The London Nº1 Sherry Cask scored highly with the judges for bring “light, fresh and fruity with a good balance of complexity”. Tolmanns Barrel Aged Gin also took home a Master, described as: “Beautifully integrated – soft spice cake, creamy toffee, fruits and raw sugars without becoming sweet.”
Master medallist Greater Than Broken Bat Gin offered “bright maritime salinity, beachside barbeque, very unique – exactly what makes cask aging in gin really exciting”, said Craft. Two Golds and a Silver were also given out.
The Gold medallists were the “light and pleasantly warming” Seventy One Gin,”, and Hernö Juniper Cask Gin, enjoyed for its “slightly toasted clove and allspice.
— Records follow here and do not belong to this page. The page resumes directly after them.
use std::f64::consts::PI;

use thiserror::Error;
use uom::si::{
    f64::{Length, Mass, MassRate, Power},
    length::centimeter,
    mass::gram,
    mass_rate::gram_per_second,
    power::erg_per_second,
};

use crate::support::{system::PlanetaryParameters, units::PhysicalConstants};

use super::Efficiency;

/// The planet fills its Roche lobe, so the tidal correction is undefined.
#[derive(Debug, Clone, Copy, PartialEq, Error)]
#[error("planet overflows its Roche lobe (E = {roche_ratio:.4}, K = {factor:.4})")]
pub struct RocheLobeOverflow {
    /// Roche lobe radius over planet radius, `E`.
    pub roche_ratio: f64,

    /// Tidal enhancement factor `K(E)`, not positive.
    pub factor: f64,
}

/// Eccentricity-averaged orbital distance, `a (1 + e²/2)`.
///
/// Reduces to `a` exactly for a circular orbit.
#[must_use]
pub fn mean_orbital_distance(semi_major_axis: Length, eccentricity: f64) -> Length {
    semi_major_axis * (1.0 + 0.5 * eccentricity * eccentricity)
}

/// Energy-limited photoevaporation.
///
/// ```text
/// Ṁ = η · L_X · R_p³ / (3 G M_p a_eff²)
/// ```
///
/// With [`roche_lobe_correction`](Self::roche_lobe_correction) enabled the
/// rate is divided by the tidal factor
///
/// ```text
/// K(E) = 1 − 3/(2E) + 1/(2E³),    E = a_eff (4π ρ_p / 9 M_*)^(1/3)
/// ```
///
/// which accounts for the star's gravity lowering the escape barrier.
#[derive(Debug, Clone, Copy, PartialEq, Default)]
pub struct EnergyLimitedEscape {
    pub efficiency: Efficiency,
    pub constants: PhysicalConstants,
    pub roche_lobe_correction: bool,
}

impl EnergyLimitedEscape {
    #[must_use]
    pub fn new(efficiency: Efficiency) -> Self {
        Self {
            efficiency,
            ..Self::default()
        }
    }

    #[must_use]
    pub fn with_roche_lobe_correction(self, enabled: bool) -> Self {
        Self {
            roche_lobe_correction: enabled,
            ..self
        }
    }

    /// Photoevaporation rate for the given X-ray luminosity and host star mass.
    ///
    /// The stellar mass only matters when the Roche-lobe correction is enabled.
    ///
    /// # Errors
    ///
    /// Returns [`RocheLobeOverflow`] if the correction is enabled and the
    /// planet fills its Roche lobe.
    pub fn rate(
        &self,
        luminosity: Power,
        planet: &PlanetaryParameters,
        stellar_mass: Mass,
    ) -> Result<MassRate, RocheLobeOverflow> {
        let uncorrected = self.uncorrected_rate(luminosity, planet);
        if !self.roche_lobe_correction {
            return Ok(uncorrected);
        }
        let factor = roche_lobe_factor(planet, stellar_mass)?;
        Ok(uncorrected / factor)
    }

    /// Energy-limited rate without the tidal correction.
    #[must_use]
    pub fn uncorrected_rate(&self, luminosity: Power, planet: &PlanetaryParameters) -> MassRate {
        let l = luminosity.get::<erg_per_second>();
        let r = planet.radius().get::<centimeter>();
        let m = planet.mass().get::<gram>();
        let a = mean_orbital_distance(planet.semi_major_axis(), planet.eccentricity())
            .get::<centimeter>();
        let g = self.constants.gravitational_constant;

        MassRate::new::<gram_per_second>(
            self.efficiency.value() * l * r.powi(3) / (3.0 * g * m * a * a),
        )
    }
}

/// Tidal enhancement factor `K(E)`.
fn roche_lobe_factor(
    planet: &PlanetaryParameters,
    stellar_mass: Mass,
) -> Result<f64, RocheLobeOverflow> {
    let r = planet.radius().get::<centimeter>();
    let planet_density = planet.mass().get::<gram>() / (4.0 / 3.0 * PI * r.powi(3));
    let a = mean_orbital_distance(planet.semi_major_axis(), planet.eccentricity())
        .get::<centimeter>();

    let roche_ratio = a * (4.0 * PI * planet_density / (9.0 * stellar_mass.get::<gram>())).cbrt();
    let factor = 1.0 - 1.5 / roche_ratio + 0.5 / roche_ratio.powi(3);

    // K(E) = (E − 1)²(2E + 1) / 2E³ only vanishes at E = 1, but any E ≤ 1 is overflow.
    if roche_ratio > 1.0 && factor > 0.0 {
        Ok(factor)
    } else {
        Err(RocheLobeOverflow {
            roche_ratio,
            factor,
        })
    }
}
Three Golds were awarded in the following flight – Organic. L’Acrobate offered a “complex nose with sea salt, very fresh and delicate”, while Truce of Gin presented “lots of fresh pine, earthiness, liquorice notes”. The final Gold winner, Hernö Old Tom Gin, was praised for its “coriander on the nose” and good juniper presence”.
Craft particularly enjoyed the flight: “Absolutely delicious, exceptional gins in this category. Worth noting that bottling at cask strength is not automatically a good thing, and requires restraint. Judging them all without knowing the casks was a great way to approach this category – we would encourage people to focus less on the wood and more on the impact and enjoyment this category offers.”
The Microdistillery flight saw one product come out on top. Master‐winning Hernö Navy Strength Gin was noted as “very smooth at 57% ABV with a good structure” and a “slightly herbal nose”. Five worthy Gold medallists followed, including Xibal Gin, said to be “sweet and earthy” on the palate, and the “very aromatic” Copperpenny Distilling Gin 005 with “chocolatey, malt notes”.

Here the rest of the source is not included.